It has always struck me as strange that our war memorials memorialize only the dead on our side. This one-sided presentation is something we simply take for granted. But think about it: Why should the life of a rice paddy farmer in Vietnam matter any less than a kid from Kansas sent to fight him? Ideally, we would build a wall many times longer on the Mall to pay our respects to the Vietnamese, Laotians, and Cambodians who lost their lives as well. That doesn’t mean I begrudge the memorializing of American soldiers fighting (as I see it) an unjust war, only that I’d like to see the suffering of others recognized, too.

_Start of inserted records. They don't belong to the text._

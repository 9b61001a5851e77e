#![cfg_attr(not(test), warn(missing_docs))]

//! The value types of SBDF and the scalar representations behind them.
//!
//! [`ValueType`] enumerates the twelve primitive types a column can hold. Decimals and the
//! temporal types have wire representations that need conversion helpers, found in
//! [`Decimal`] and the [`temporal`] module respectively.

pub use decimal::*;
pub use value_type::*;

mod decimal;
pub mod temporal;
mod value_type;
/// A column of a table being exported.
pub trait ColumnSource {
    /// The column name.
    fn name(&self) -> &str;

    /// The value type of every row.
    fn value_type(&self) -> ValueType;

    /// The number of rows.
    fn len(&self) -> usize;

    /// Whether the column has no rows.
    fn is_empty(&self) -> bool {
        self.len() == 0
    }

    /// Column metadata other than the reserved name and type entries.
    fn metadata(&self) -> Metadata {
        Metadata::new()
    }

    /// The values of the rows in `range`, in row order, together with a mask that is `true` for
    /// invalid rows. Invalid rows hold a placeholder value.
    fn chunk(&self, range: Range<usize>) -> SbdfResult<(Values, Vec<bool>)>;
}

/// The type shared by every present value.
///
/// Fails with `ValueTypesMustBeEqual` when present values disagree and with `ArgumentInvalid`
/// when every value is missing.
pub fn infer_value_type(values: &[Option<Value>]) -> SbdfResult<ValueType> {
    let mut present = values.iter().flatten();
    let first = present
        .next()
        .ok_or_else(|| sbdf_err!("cannot infer a value type, all values are missing"))?;
    let value_type = first.value_type();
    if let Some(other) = present.find(|v| v.value_type() != value_type) {
        sbdf_bail!(
            ValueTypesMustBeEqual: "values of types {} and {} cannot share a column",
            value_type,
            other.value_type()
        );
    }
    Ok(value_type)
}

/// A column held in memory as optional values, `None` marking a missing row.
#[derive(Debug, Clone, PartialEq)]
pub struct InMemoryColumn {
    name: String,
    value_type: ValueType,
    values: Vec<Option<Value>>,
    metadata: Metadata,
}
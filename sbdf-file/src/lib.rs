#![deny(missing_docs)]
//! Read and write SBDF files, a streaming, column-oriented serialization of tables.
//!
//! A file is a sequence of sections. Each section starts with the two magic bytes followed by a
//! one byte section id. After the header and the table metadata, rows are stored in table slices,
//! each holding one column slice per column, all with the same row count. A table end section
//! closes the stream.
//!
//! ## Illustrated File Format
//! ```text
//! ┌────────────────────────────┐
//! │        File Header         │
//! │   (magic, id 1, version)   │
//! ├────────────────────────────┤
//! │       Table Metadata       │
//! │  (table entries, folded    │
//! │   column entry names and   │
//! │   per-column values)       │
//! ├────────────────────────────┤
//! │        Table Slice         │
//! │ ┌────────────────────────┐ │
//! │ │      Column Slice      │ │
//! │ │ (value array, named    │ │
//! │ │  property arrays)      │ │
//! │ ├────────────────────────┤ │
//! │ │          ...           │ │
//! │ └────────────────────────┘ │
//! ├────────────────────────────┤
//! │            ...             │
//! ├────────────────────────────┤
//! │         Table End          │
//! └────────────────────────────┘
//! ```
//!
//! # Reading
//!
//! [`SbdfReader`] reads the header and metadata on open and then yields one [`TableSlice`] at a
//! time. A [projection](SbdfReadOptions::with_projection) limits decoding to a subset of
//! columns; the remaining columns are skipped using their encoded lengths.
//!
//! # Writing
//!
//! [`SbdfWriter`] writes the header and metadata on creation, then any number of complete table
//! slices, and the end marker on [`SbdfWriter::finish`]. [`SbdfWriteOptions`] carries the slicing
//! and encoding choices used by callers that cut their own data into slices.

mod header;
mod options;
mod reader;
mod section;
mod slice;
mod writer;

pub use forever_constant::*;
pub use header::*;
pub use options::*;
pub use reader::*;
pub use section::*;
pub use slice::*;
pub use writer::*;

/// The major version of the file format written by this crate.
pub const MAJOR_VERSION: u8 = 1;
/// The minor version of the file format written by this crate.
pub const MINOR_VERSION: u8 = 0;

/// Constants that will never change (i.e., doing so would break backwards compatibility)
mod forever_constant {
    /// The extension for SBDF files
    pub const SBDF_FILE_EXTENSION: &str = "sbdf";

    /// The two bytes starting every section
    pub const MAGIC_NUMBER: [u8; 2] = [0xDF, 0x5B];

    #[cfg(test)]
    mod test {
        use super::*;
        use crate::*;

        #[test]
        fn never_change_these_constants() {
            assert_eq!(MAGIC_NUMBER, [0xDF, 0x5B]);
            assert_eq!(SBDF_FILE_EXTENSION, "sbdf");
            assert_eq!(IS_INVALID, "IsInvalid");
            assert_eq!(ERROR_CODE, "ErrorCode");
            assert_eq!(HAS_REPLACED_VALUE, "HasReplacedValue");
        }
    }
}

Arthur Ashe monument, Richmond Virginia

Whenever these controversies erupt, our first thought should be to add, not subtract. Visit Monument Avenue in Richmond, VA, for instance, and you will see statues memorializing Virginian Confederates from the Civil War, including Robert E. Lee, J.E.B. Stuart and Thomas “Stonewall” Jackson. But since 1996, there has also been another statue—this one honoring African-American tennis legend Arthur Ashe (1943–1993), who grew up and trained in the Richmond area. This doesn’t mean there isn’t a strong argument for taking down the older statues. But the inclusion of Ashe on Monument Avenue at least sends an important message: Our history isn’t frozen in the 1860s. Times change. And a boy who once would have grown up in Virginia as a slave instead would become the first black man to win Wimbledon and an inspiration to millions.

My own family wasn’t involved in the Civil War or the Vietnam War. But I did have family member who served in the Second World War. When Japan invaded colonial India, its soldiers captured a number of Indian troops, including my own grandfather, dispatching them to brutal prison camps in the Pacific. When I found out that US Congresswoman Alexandria Ocasio-Cortez’s former chief of staff, Saikat Chakrabarti, has a t-shirt emblazoned with the face of Subhas Chandra Bose, I was perturbed. Bose was an Indian nationalist who allied with the Axis powers during the war, even going so far as to meet with Hitler and organize an army of Indians who fought under the Imperial Japanese flag.

Subhas Chandra Bose, Center, in 1942.

Did Chakrabarti don a Bose t-shirt because he believed that the world would have been better off if the Axis won the Second World War? I’m very much guessing no—even if that would be the natural starting point of anyone who’d sought to get Chakrabarti “canceled.” The unfortunate fact is that Bose is today honored by some in India who view him more as an anti-British nationalist than an Axis quisling. (An airport in Kolkata is even named after him.) It’s likely that Chakrabarti finds this characterization persuasive. I can’t say I agree, but I also refuse to assume the worst about his viewpoint.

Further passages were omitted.